Every day, organizations face a barrage of attacks from cybercriminals looking to do harm by gaining access to IT systems and sensitive data. Repercussions from these attacks can be significant—lost business data, legal liability, regulatory scrutiny, and a damaged reputation. To prepare for potential attacks, companies need a robust incident response plan that can be quickly and effectively deployed against cyber threats as they arise.

A leading practice to test the robustness of your incident response plan and to prepare for a potential attack is to complete a tabletop exercise. A tabletop exercise simulates real-world scenarios and allows companies to assess their incident response plans in a safe and controlled environment. This helps a company develop “muscle-memory” for their planned response, identify any gaps in existing plans, and recognize additional possibilities for enhancement. Conducting an exercise also creates an important opportunity to gather company stakeholders in a single room to discuss, in practical and concrete ways, how it will respond if a cybersecurity attack ever occurs.

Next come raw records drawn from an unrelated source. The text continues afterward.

//! Quarterly calendar and per-ticker period index.
//!
//! A [`QuarterPeriod`] maps to the ordinal `year * 4 + (quarter - 1)`, so
//! stepping forward or backward a quarter is plain integer arithmetic and
//! year boundaries need no special case.

use serde::{Deserialize, Serialize};
use std::fmt;
use std::ops::RangeInclusive;

/// Quarters per fiscal year.
pub const QUARTERS_PER_YEAR: i64 = 4;

/// Fiscal years accepted as real reporting periods. Rows outside this window
/// are malformed and never reach a period index, which keeps every index
/// bounded in size.
pub const FISCAL_YEARS: RangeInclusive<i32> = 1900..=2200;

/// A fiscal `(year, quarter)` pair, ordered by year then quarter.
#[derive(
    Debug, Clone, Copy, PartialEq, Eq, Hash, PartialOrd, Ord, Serialize, Deserialize,
)]
pub struct QuarterPeriod {
    year: i32,
    quarter: u8,
}

impl QuarterPeriod {
    /// Build a period, returning `None` unless `quarter` is in `1..=4` and
    /// `year` is in [`FISCAL_YEARS`].
    pub fn new(year: i32, quarter: i32) -> Option<Self> {
        if !FISCAL_YEARS.contains(&year) {
            return None;
        }
        let quarter = u8::try_from(quarter).ok().filter(|q| (1..=4).contains(q))?;
        Some(Self { year, quarter })
    }

    /// Build a period from an optional quarter as stored on a statement row.
    pub fn from_parts(year: i32, quarter: Option<i32>) -> Option<Self> {
        quarter.and_then(|q| Self::new(year, q))
    }

    /// Fiscal year.
    pub const fn year(&self) -> i32 {
        self.year
    }

    /// Fiscal quarter, 1 to 4.
    pub const fn quarter(&self) -> u8 {
        self.quarter
    }

    /// Position on the quarterly calendar.
    pub const fn ordinal(&self) -> i64 {
        self.year as i64 * QUARTERS_PER_YEAR + (self.quarter as i64 - 1)
    }

    /// Inverse of [`Self::ordinal`]. `None` outside [`FISCAL_YEARS`].
    pub fn from_ordinal(ordinal: i64) -> Option<Self> {
        let year = i32::try_from(ordinal.div_euclid(QUARTERS_PER_YEAR))
            .ok()
            .filter(|y| FISCAL_YEARS.contains(y))?;
        let quarter = ordinal.rem_euclid(QUARTERS_PER_YEAR) as u8 + 1;
        Some(Self { year, quarter })
    }

    /// The period `quarters` steps away (negative steps go back in time).
    pub fn offset(&self, quarters: i64) -> Option<Self> {
        Self::from_ordinal(self.ordinal().checked_add(quarters)?)
    }

    /// The following quarter.
    pub fn next(&self) -> Option<Self> {
        self.offset(1)
    }
}

impl fmt::Display for QuarterPeriod {
    fn fmt(&self, f: &mut fmt::Formatter<'_>) -> fmt::Result {
        write!(f, "{}Q{}", self.year, self.quarter)
    }
}

/// Gap-free ordered run of quarters from a ticker's earliest to latest
/// observed period.
///
/// Every line item of a ticker is aligned to the same index, so "four
/// quarters back" means four positions back here rather than four stored
/// rows back.
#[derive(Debug, Clone, Default, PartialEq, Eq)]
pub struct PeriodIndex {
    periods: Vec<QuarterPeriod>,
}

impl PeriodIndex {
    /// An index with no periods.
    pub const fn empty() -> Self {
        Self {
            periods: Vec::new(),
        }
    }

    /// Build the index spanning the minimum to maximum of `periods`.
    pub fn from_periods<I>(periods: I) -> Self
    where
        I: IntoIterator<Item = QuarterPeriod>,
    {
        let bounds = periods
            .into_iter()
            .fold(None, |acc: Option<(QuarterPeriod, QuarterPeriod)>, p| {
                Some(match acc {
                    None => (p, p),
                    Some((lo, hi)) => (lo.min(p), hi.max(p)),
                })
            });

        match bounds {
            Some((start, end)) => Self::spanning(start, end),
            None => Self::empty(),
        }
    }

    /// Every quarter from `start` to `end` inclusive. Empty if `start > end`.
    pub fn spanning(start: QuarterPeriod, end: QuarterPeriod) -> Self {
        let periods = (start.ordinal()..=end.ordinal())
            .filter_map(QuarterPeriod::from_ordinal)
            .collect();
        Self { periods }
    }

    /// Number of periods.
    pub const fn len(&self) -> usize {
        self.periods.len()
    }

    /// Whether the index has no periods.
    pub const fn is_empty(&self) -> bool {
        self.periods.is_empty()
    }

    /// Periods in ascending order.
    pub fn periods(&self) -> &[QuarterPeriod] {
        &self.periods
    }

    /// Earliest period.
    pub fn first(&self) -> Option<QuarterPeriod> {
        self.periods.first().copied()
    }

    /// Latest period.
    pub fn last(&self) -> Option<QuarterPeriod> {
        self.periods.last().copied()
    }

    /// Position of `period` in the index.
    pub fn position(&self, period: QuarterPeriod) -> Option<usize> {
        let start = self.first()?;
        let offset = usize::try_from(period.ordinal() - start.ordinal()).ok()?;
        (offset < self.len()).then_some(offset)
    }
}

For this reason, in October 2023, Crowell and ArmorText, a leading secure out-of-band communications platform, published a guide titled Cyber Resilience: Incident Response Tabletop Exercises 2023. The guide includes three tabletop exercise modules, each consisting of a scenario, a series of facilitator prompts, and, in some cases, follow-up questions or “injects” to further explore participant responses and provide for more dynamic facilitation. The three modules are anchored in cybersecurity incident response, as well as related concerns, such as business continuity questions and post-incident obligations. The modules have roles for all of the relevant stakeholders—from cybersecurity personnel, to legal personnel, to C-suite executives.

As cyber threats continue to evolve and adapt to defenses, tabletop exercises have become an increasingly important component of preparedness. With this guide, you will have a foundation to help your company practice and assess your incident response capabilities and, as a result, improve your overall cyber resilience and preparedness.